Lesson 2 – Using the Species Element in the Radionuclide Transport Module
We first discussed the Species element in Unit 5, Lesson 4. We noted that if you were using the CT Module, the Species element would look like this:
However, if you are using the RT Module, the Species element looks like this:
The items outlined in red are present when using the RT Module, but not the CT Module.
When using the CT Module, if you double-click (to edit an individual species), the dialog will look like this:
However, if you are using the RT Module, the dialog looks like this:
The items outlined in red are editable when using the RT Module, but are grayed out when using the CT Module.
So there are three items in the Species element dialog (or the dialog for editing a single species) that are available in the RT Module, but not the CT Module:
- The Radioactive checkbox is available to indicate that the species is radioactive. We will discuss the significance of this below.
- You can specify Daughter products (i.e., reaction products), and the Stoichimetry for those daughters. These are discussed in the next Lesson.
- A number of fields are available to allow you to automatically populate the Species element with species from an extensive database of radionuclide decay data (rather than editing the species manually). These are discussed in Lesson 5.
You will note that the Isotope check box is available in both the CT Module and the RT Module. It is rarely necessary when using the CT Module, but often required when using the RT Module. We will discuss this topic in Lesson 7.
In the previous Units, we have entered and displayed inventories, concentrations, quantities and release rates for species in terms of mass. However, when simulating radioactive species, you will often want to enter and/or display these in terms of activity. As used here, the activity of a radioactive species represents the number of disintegrations per unit time (and should not be confused with the thermodynamic activity of a species). Activity (disintegrations per unit time) is measured in units of Becquerels (Bq) or Curies (Ci). So this means you may want to enter or display inventories, concentrations, quantities and release rates for species in terms of Ci or Bq instead of mass (e.g., grams).
To facilitate this, GoldSim allows you to specify that a species is radioactive. If the Radioactive checkbox is checked, GoldSim computes the specific activity for that species. The specific activity has units of activity per unit mass (e.g., Bq/g or Ci/g) and is computed as:
(Avogadro's Number)(Decay Rate) / (Atomic Weight)
Note: As mentioned when we first introduce the Species element, what we refer to in GoldSim as the Molecular (or Atomic) Weight is actually the molar mass (the mass of one mole of the substance). Strictly, the term “molecular (or atomic) weight” refers to the mass of a single molecule or atom (typically expressed in terms of atomic mass units).
When you specify that a species is Radioactive, GoldSim computes and displays the specific activity:
A drop-down list allows you to specify whether to display these here as Bq/g or Ci/g.

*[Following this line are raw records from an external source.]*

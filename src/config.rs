use std::path::{Path, PathBuf};

use anyhow::Context;
use serde::{Deserialize, Serialize};

use crate::auth::AdminPolicy;

/// Server configuration
#[derive(Debug, Clone, Serialize, Deserialize)]
pub struct Config {
    /// File holding user settings (username)
    #[serde(default = "default_settings_file")]
    pub settings_file: PathBuf,

    /// Seconds to wait for in-flight requests after a shutdown signal
    #[serde(default = "default_shutdown_grace_secs")]
    pub shutdown_grace_secs: u64,

    /// Minimum edge length of generated QR codes, in pixels
    #[serde(default = "default_qr_size")]
    pub qr_size: u32,

    /// Who may use administrator features
    #[serde(default)]
    pub admin_policy: AdminPolicy,
}

fn default_settings_file() -> PathBuf {
    PathBuf::from("config.toml")
}

fn default_shutdown_grace_secs() -> u64 {
    5
}

fn default_qr_size() -> u32 {
    256
}

impl Default for Config {
    fn default() -> Self {
        Self {
            settings_file: default_settings_file(),
            shutdown_grace_secs: default_shutdown_grace_secs(),
            qr_size: default_qr_size(),
            admin_policy: AdminPolicy::default(),
        }
    }
}

impl Config {
    /// Load config from a TOML file
    pub fn from_file(path: &Path) -> anyhow::Result<Self> {
        let content = std::fs::read_to_string(path)
            .with_context(|| format!("reading config file {}", path.display()))?;
        let config: Config = toml::from_str(&content)
            .with_context(|| format!("parsing config file {}", path.display()))?;
        Ok(config)
    }
}

#[cfg(test)]
mod tests {
    use super::*;
    use tempfile::TempDir;

    #[test]
    fn test_defaults_fill_missing_fields() {
        let config: Config = toml::from_str("qr_size = 512").unwrap();
        assert_eq!(config.qr_size, 512);
        assert_eq!(config.shutdown_grace_secs, 5);
        assert_eq!(config.settings_file, PathBuf::from("config.toml"));
        assert_eq!(config.admin_policy, AdminPolicy::Host);
    }

    #[test]
    fn test_from_file() {
        let temp_dir = TempDir::new().unwrap();
        let path = temp_dir.path().join("lan-share.toml");
        std::fs::write(
            &path,
            "admin_policy = \"open\"\nshutdown_grace_secs = 1\nsettings_file = \"/tmp/s.toml\"\n",
        )
        .unwrap();

        let config = Config::from_file(&path).unwrap();
        assert_eq!(config.admin_policy, AdminPolicy::Open);
        assert_eq!(config.shutdown_grace_secs, 1);
        assert_eq!(config.settings_file, PathBuf::from("/tmp/s.toml"));
    }

    #[test]
    fn test_missing_file_is_an_error() {
        assert!(Config::from_file(Path::new("/nonexistent/lan-share.toml")).is_err());
    }
}
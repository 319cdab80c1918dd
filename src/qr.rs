//! QR codes for shareable links.

use std::io::Cursor;

use image::{DynamicImage, ImageFormat, Luma};
use qrcode::{EcLevel, QrCode};

use crate::error::ShareError;

/// Encode `data` as a PNG QR code at least `size` pixels wide.
pub fn render_png(data: &str, size: u32) -> Result<Vec<u8>, ShareError> {
    if data.trim().is_empty() {
        return Err(ShareError::InvalidRequest(
            "nothing to encode".to_string(),
        ));
    }

    let code = QrCode::with_error_correction_level(data.as_bytes(), EcLevel::M)
        .map_err(|err| ShareError::Qr(err.to_string()))?;

    let image = code
        .render::<Luma<u8>>()
        .min_dimensions(size, size)
        .build();

    let mut png = Vec::new();
    DynamicImage::ImageLuma8(image)
        .write_to(&mut Cursor::new(&mut png), ImageFormat::Png)
        .map_err(|err| ShareError::Qr(err.to_string()))?;

    Ok(png)
}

More importantly, the Species element has outputs that are vectors of the specific activities and molecular (or atomic) weight for each of the species:
Note that, by definition, the specific activity of a non-radioactive species is assumed to be zero.
The various Contaminant Transport Module elements that we have been discussing in the previous Units all require their inputs to be in terms of mass (and display their outputs in terms of mass). The specific activity vector allows you to easily convert an input or output vector of mass to activity (or activity to mass):
In this example, the key inputs for the species used to compute the specific activity, the Molecular (or Atomic) Weight and the Half-life, were entered manually. But as we will discuss in Lesson 5, The RT Module includes an extensive database of radionuclide decay data that you can use to automatically populate the Species element with this data (as well as their daughter products).
As noted previously, one of the key features of the RT Module is the ability to define daughter products for a species when it decays (in the example above, we manually specified that U238 decayed to U234). We will discuss this in detail in the next Lesson.